Plot Von Mises stress for Simply supported Reissner-Mindlin plate

Hi all,
I’m trying to plot Von Mises stress for a simply supported Reissner-Mindlin plate.
I’m following exemple code from fenics-shells:
https://fenics-shells.readthedocs.io/en/latest/demo/reissner-mindlin-simply-supported/demo_reissner-mindlin-simply-supported.py.html

Thanks in advance!

See for instance: How to restrict solutions or stresses to subdomains? - #5 by steve
which project the Von mises stresses into an appropriate function space, and then plots it with matplotlib.
For 3D geometries, I suggest saving the stresses to XDMF file with write_checkpoint and use Paraview to visualize them.

Thank you Dokken!

I tried to implement it in my code:

import matplotlib.pyplot as plt
import matplotlib as mpl
import numpy as np


from dolfin import *
from fenics_shells import *
from ufl import nabla_div


mesh = RectangleMesh(Point(0.0, 0.0), Point(1000.0, 2000.0), 64, 64)

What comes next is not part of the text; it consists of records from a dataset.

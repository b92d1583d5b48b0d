/////////////////////////////////////////////////////////////////////////////////////////////\
//
// Fit summaries: coefficient tables, information criteria, rendering.
//
// Created on: 21 Mar 2026     Author: Tobias Kragholm
//
/////////////////////////////////////////////////////////////////////////////////////////////

//! # Fit summaries
//!
//! Strategy-specific summaries flattened into one table shape: a labeled
//! estimate, uncertainty, and interval per flat-vector coefficient, plus
//! log-likelihood and information criteria for the fit as a whole.

use comfy_table::{Cell, ContentArrangement, Table, presets::UTF8_FULL_CONDENSED};

use crate::fit::{
    BayesianEva, BootstrapOptions, ConfidenceInterval, FitError, MaximumLikelihoodEva, PwmEva,
    validate_confidence_level,
};
use crate::returnlevel::ReturnLevel;
use crate::utils::{sample_std, usize_to_f64};

/// One coefficient of a fitted model.
#[derive(Debug, Clone)]
pub struct ParameterSummary {
    pub label: String,
    pub estimate: f64,
    pub standard_error: f64,
    pub interval: ConfidenceInterval,
}

/// A whole-fit summary, uniform across fitting strategies.
#[derive(Debug, Clone)]
pub struct FitSummary {
    pub strategy: &'static str,
    pub family: &'static str,
    pub n_observations: usize,
    pub loglikelihood: f64,
    pub aic: f64,
    pub bic: f64,
    pub level: f64,
    pub parameters: Vec<ParameterSummary>,
}

/// Summarize a maximum-likelihood fit with Wald intervals.
///
/// # Errors
///
/// Returns `FitError` if the level is invalid or the observed-information
/// matrix is singular.
pub fn summarize_mle(fit: &MaximumLikelihoodEva, level: f64) -> Result<FitSummary, FitError> {
    validate_confidence_level(level)?;
    let covariance = fit.parameter_covariance()?;
    let intervals = fit.confidence_intervals(level)?;
    let labels = fit.model().coefficient_labels();

    let parameters = labels
        .into_iter()
        .zip(fit.theta().iter().copied())
        .zip(intervals)
        .enumerate()
        .map(|(index, ((label, estimate), interval))| ParameterSummary {
            label,
            estimate,
            standard_error: covariance[(index, index)].max(0.0).sqrt(),
            interval,
        })
        .collect();

    Ok(assemble(
        "maximum likelihood",
        fit.model().family().label(),
        fit.model().n_observations(),
        fit.loglikelihood(),
        level,
        parameters,
    ))
}

/// Summarize a probability-weighted-moment fit with bootstrap uncertainty.
///
/// # Errors
///
/// Returns `FitError` if the level or bootstrap options are invalid, or too
/// many resample refits fail.
pub fn summarize_pwm(
    fit: &PwmEva,
    level: f64,
    options: BootstrapOptions,
) -> Result<FitSummary, FitError> {
    validate_confidence_level(level)?;
    let intervals = fit.confidence_intervals(level, options)?;
    let thetas = fit.bootstrap_thetas(options)?;
    let labels = fit.model().coefficient_labels();

    let parameters = labels
        .into_iter()
        .zip(fit.theta().iter().copied())
        .zip(intervals)
        .enumerate()
        .map(|(index, ((label, estimate), interval))| {
            let draws: Vec<f64> = thetas.iter().map(|theta| theta[index]).collect();
            ParameterSummary {
                label,
                estimate,
                standard_error: sample_std(&draws),
                interval,
            }
        })
        .collect();

    Ok(assemble(
        "probability-weighted moments",
        fit.model().family().label(),
        fit.model().n_observations(),
        fit.loglikelihood(),
        level,
        parameters,
    ))
}

/// Summarize a Bayesian fit: posterior-mode estimates, posterior standard
/// deviations, and highest-posterior-density intervals.
///
/// # Errors
///
/// Returns `FitError` if the level is invalid or the chain is too short.
pub fn summarize_bayesian(fit: &BayesianEva, level: f64) -> Result<FitSummary, FitError> {
    validate_confidence_level(level)?;
    let intervals = fit.credible_intervals(level)?;
    let mode = fit.posterior_mode().to_vec();
    let labels = fit.model().coefficient_labels();

    let parameters = labels
        .into_iter()
        .zip(mode.iter().copied())
        .zip(intervals)
        .enumerate()
        .map(|(index, ((label, estimate), interval))| ParameterSummary {
            label,
            estimate,
            standard_error: sample_std(&fit.chain().coefficient_draws(index)),
            interval,
        })
        .collect();

    Ok(assemble(
        "Bayesian MCMC",
        fit.model().family().label(),
        fit.model().n_observations(),
        fit.model().loglikelihood(&mode),
        level,
        parameters,
    ))
}

fn assemble(
    strategy: &'static str,
    family: &'static str,
    n_observations: usize,
    loglikelihood: f64,
    level: f64,
    parameters: Vec<ParameterSummary>,
) -> FitSummary {
    let k = usize_to_f64(parameters.len());
    let n = usize_to_f64(n_observations);
    FitSummary {
        strategy,
        family,
        n_observations,
        loglikelihood,
        aic: 2.0f64.mul_add(k, -2.0 * loglikelihood),
        bic: n.ln().mul_add(k, -2.0 * loglikelihood),
        level,
        parameters,
    }
}

/// Render a coefficient table for terminal display.
#[must_use]
pub fn render_fit_table(summary: &FitSummary) -> Table {
    let mut table = make_table(&["parameter", "estimate", "std. error", "lower", "upper"]);
    for parameter in &summary.parameters {
        table.add_row(vec![
            Cell::new(&parameter.label),
            Cell::new(format!("{:.6}", parameter.estimate)),
            Cell::new(format!("{:.6}", parameter.standard_error)),
            Cell::new(format!("{:.6}", parameter.interval.lower)),
            Cell::new(format!("{:.6}", parameter.interval.upper)),
        ]);
    }
    table
}

/// Render return-level estimates, optionally with matching intervals.
#[must_use]
pub fn render_return_level_table(
    level: &ReturnLevel,
    intervals: Option<&[ConfidenceInterval]>,
) -> Table {
    let mut table = make_table(&["row", "return period", "level", "lower", "upper"]);
    for (row, &estimate) in level.estimates.iter().enumerate() {
        let interval = intervals.and_then(|intervals| intervals.get(row));
        table.add_row(vec![
            Cell::new(row.to_string()),
            Cell::new(format!("{:.1}", level.return_period)),
            Cell::new(format!("{estimate:.6}")),
            Cell::new(interval.map_or_else(String::new, |i| format!("{:.6}", i.lower))),
            Cell::new(interval.map_or_else(String::new, |i| format!("{:.6}", i.upper))),
        ]);
    }
    table
}

fn make_table(headers: &[&str]) -> Table {
    let mut table = Table::new();
    table
        .load_preset(UTF8_FULL_CONDENSED)
        .set_content_arrangement(ContentArrangement::Dynamic)
        .set_header(headers.iter().map(|h| Cell::new(*h)).collect::<Vec<_>>());
    table
}
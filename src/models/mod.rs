//! Model definitions: distribution primitives, parameter layout, and the
//! extreme-value model container.

pub mod eva;
pub mod evd;
pub mod parameters;

pub use eva::{Covariates, EvaModel, LinkedParams, ModelFamily};
pub use parameters::{DistributionParameter, ParameterIndex, ParameterSlice};
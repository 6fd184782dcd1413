use verity_ir::ast::BoolOp;
use verity_ir::{parse_expression, parse_module, ExprKind, Item, ParseError, StmtKind, Target};
use verity_model::{BinOp, CmpOp, Value};

const TRANSLATE: &str = r#"
import os

EN = {"hello": "hello", "bye": None}
FR = {"hello": "bonjour"}

def translate(word, lang="en"):
    """Look a word up."""
    if lang == "en":
        table = EN
    elif lang == "fr":
        table = FR
    else:
        raise ValueError("unknown language")
    return table[word]
"#;

#[test]
fn test_parse_module_items() {
    let module = parse_module(TRANSLATE);
    assert!(matches!(
        &module.items[0],
        Item::Import { names, line: 2 } if names == &["os".to_string()]
    ));
    assert!(matches!(&module.items[1], Item::Global { name, .. } if name == "EN"));
    assert!(matches!(&module.items[2], Item::Global { name, .. } if name == "FR"));
    let f = module.function("translate").unwrap();
    assert_eq!(f.params.len(), 2);
    assert_eq!(f.params[0].name, "word");
    assert!(f.params[0].default.is_none());
    assert_eq!(
        f.params[1].default.as_ref().map(|d| &d.kind),
        Some(&ExprKind::Literal(Value::str("en")))
    );
    // docstring, if-chain, return
    assert_eq!(f.body.len(), 3);
}

#[test]
fn test_elif_nests_in_orelse() {
    let module = parse_module(TRANSLATE);
    let f = module.function("translate").unwrap();
    let StmtKind::If { orelse, .. } = &f.body[1].kind else {
        panic!("expected if, got {:?}", f.body[1].kind);
    };
    assert_eq!(orelse.len(), 1);
    let StmtKind::If { orelse: inner, .. } = &orelse[0].kind else {
        panic!("elif should nest");
    };
    assert!(matches!(inner[0].kind, StmtKind::Raise(Some(_))));
}

#[test]
fn test_broken_function_does_not_hide_others() {
    let src = "def bad(x):\n    return x +\n\ndef good(x):\n    return x\n";
    let module = parse_module(src);
    assert!(matches!(
        &module.items[0],
        Item::Broken {
            name: Some(n),
            error: ParseError::UnexpectedEol { line: 2, .. },
        } if n == "bad"
    ));
    assert!(module.function("good").is_some());
}

#[test]
fn test_unsupported_constructs_are_marked() {
    let src = "\
class C:
    pass

@cache
def memo(x):
    return x

def f(x):
    try:
        y = 1
    except KeyError:
        y = 2
    return [i for i in x]
";
    let module = parse_module(src);
    assert!(matches!(
        &module.items[0],
        Item::Unsupported { construct, .. } if construct == "class"
    ));
    assert!(
        matches!(&module.items[1], Item::Unsupported { name: Some(n), .. } if n == "memo")
    );
    let f = module.function("f").unwrap();
    assert_eq!(f.body[0].kind, StmtKind::Unsupported("try".to_string()));
    let StmtKind::Return(Some(e)) = &f.body[1].kind else {
        panic!("expected return");
    };
    assert_eq!(e.find_unsupported(), Some("list comprehension"));
}

#[test]
fn test_chained_comparison_becomes_conjunction() {
    let e = parse_expression("0 < x <= 10").unwrap();
    let ExprKind::BoolOp { op, left, right } = &e.kind else {
        panic!("expected and, got {:?}", e.kind);
    };
    assert_eq!(*op, BoolOp::And);
    assert!(matches!(left.kind, ExprKind::Compare { op: CmpOp::Lt, .. }));
    assert!(matches!(right.kind, ExprKind::Compare { op: CmpOp::Le, .. }));
}

#[test]
fn test_precedence_and_negative_literals() {
    let e = parse_expression("-2 ** 2 + 3 * x").unwrap();
    let ExprKind::Binary { op: BinOp::Add, left, .. } = &e.kind else {
        panic!("expected add");
    };
    // unary minus binds looser than power
    assert!(matches!(left.kind, ExprKind::Unary { .. }));
    let lit = parse_expression("-5").unwrap();
    assert_eq!(lit.kind, ExprKind::Literal(Value::int(-5)));
}

#[test]
fn test_not_in_and_is_not() {
    let e = parse_expression("k not in d").unwrap();
    assert!(matches!(e.kind, ExprKind::Compare { op: CmpOp::NotIn, .. }));
    let e = parse_expression("v is not None").unwrap();
    assert!(matches!(e.kind, ExprKind::Compare { op: CmpOp::IsNot, .. }));
}

#[test]
fn test_augmented_assignment_desugars() {
    let module = parse_module("def f(d, k):\n    d[k] += 1\n");
    let f = module.function("f").unwrap();
    let StmtKind::Assign { targets, value } = &f.body[0].kind else {
        panic!("expected assignment");
    };
    assert!(matches!(&targets[0], Target::Subscript { .. }));
    assert_eq!(targets[0].root(), Some("d"));
    assert!(matches!(value.kind, ExprKind::Binary { op: BinOp::Add, .. }));
}

#[test]
fn test_for_loop_with_tuple_target() {
    let module = parse_module("def f(d):\n    for k, v in d:\n        pass\n");
    let f = module.function("f").unwrap();
    let StmtKind::For { target, .. } = &f.body[0].kind else {
        panic!("expected for");
    };
    assert!(matches!(target, Target::Tuple(items) if items.len() == 2));
}

#[test]
fn test_literals_and_slices() {
    let e = parse_expression("b'\\x80' 'a'").unwrap_err();
    assert!(matches!(e, ParseError::UnexpectedToken { line: 1, .. }));
    let e = parse_expression("'a' 'b'").unwrap();
    assert_eq!(e.kind, ExprKind::Literal(Value::str("ab")));
    let e = parse_expression("0x10").unwrap();
    assert_eq!(e.kind, ExprKind::Literal(Value::int(16)));
    let e = parse_expression("x[1:]").unwrap();
    assert!(matches!(e.kind, ExprKind::Slice { upper: None, .. }));
}

#[test]
fn test_inline_bodies_and_semicolons() {
    let module = parse_module("def f(x):\n    if x: return 1\n    y = 2; return y\n");
    let f = module.function("f").unwrap();
    assert_eq!(f.body.len(), 3);
}

#[test]
fn test_keyword_arguments_are_unsupported() {
    let e = parse_expression("sorted(x, reverse=True)").unwrap();
    assert_eq!(e.find_unsupported(), Some("keyword argument"));
}

#[test]
fn test_missing_block_is_reported() {
    let module = parse_module("def f(x):\n    if x:\n    return 1\n");
    assert!(matches!(
        &module.items[0],
        Item::Broken { error: ParseError::ExpectedBlock { line: 2 }, .. }
    ));
}

#[test]
fn test_import_bindings() {
    let module = parse_module(
        "import os.path\nimport numpy as np, sys\nfrom math import (sqrt, pi as PI)\n",
    );
    let names: Vec<String> = module
        .items
        .iter()
        .flat_map(|item| match item {
            Item::Import { names, .. } => names.clone(),
            _ => Vec::new(),
        })
        .collect();
    assert_eq!(names, vec!["os", "np", "sys", "sqrt", "PI"]);
}

#[test]
fn test_deep_nesting_is_rejected() {
    let src = format!("{}1{}", "(".repeat(100), ")".repeat(100));
    let err = parse_expression(&src).unwrap_err();
    assert!(matches!(err, ParseError::MaxDepthExceeded { .. }));
}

element = MixedElement([VectorElement("Lagrange", triangle, 2),
                        FiniteElement("Lagrange", triangle, 1),
                        FiniteElement("N1curl", triangle, 1),
                        FiniteElement("N1curl", triangle, 1)])

U = ProjectedFunctionSpace(mesh, element, num_projected_subspaces=2)
U_F = U.full_space

u_ = Function(U_F)
theta_, w_, R_gamma_, p_ = split(u_)
u = TrialFunction(U_F)
u_t = TestFunction(U_F)

E = Constant(70000.0)
nu = Constant(0.22)
kappa = Constant(5.0/6.0)
t = Constant(10)

k = sym(grad(theta_))

D = (E*t**3)/(24.0*(1.0 - nu**2))
psi_M = D*((1.0 - nu)*tr(k*k) + nu*(tr(k))**2) 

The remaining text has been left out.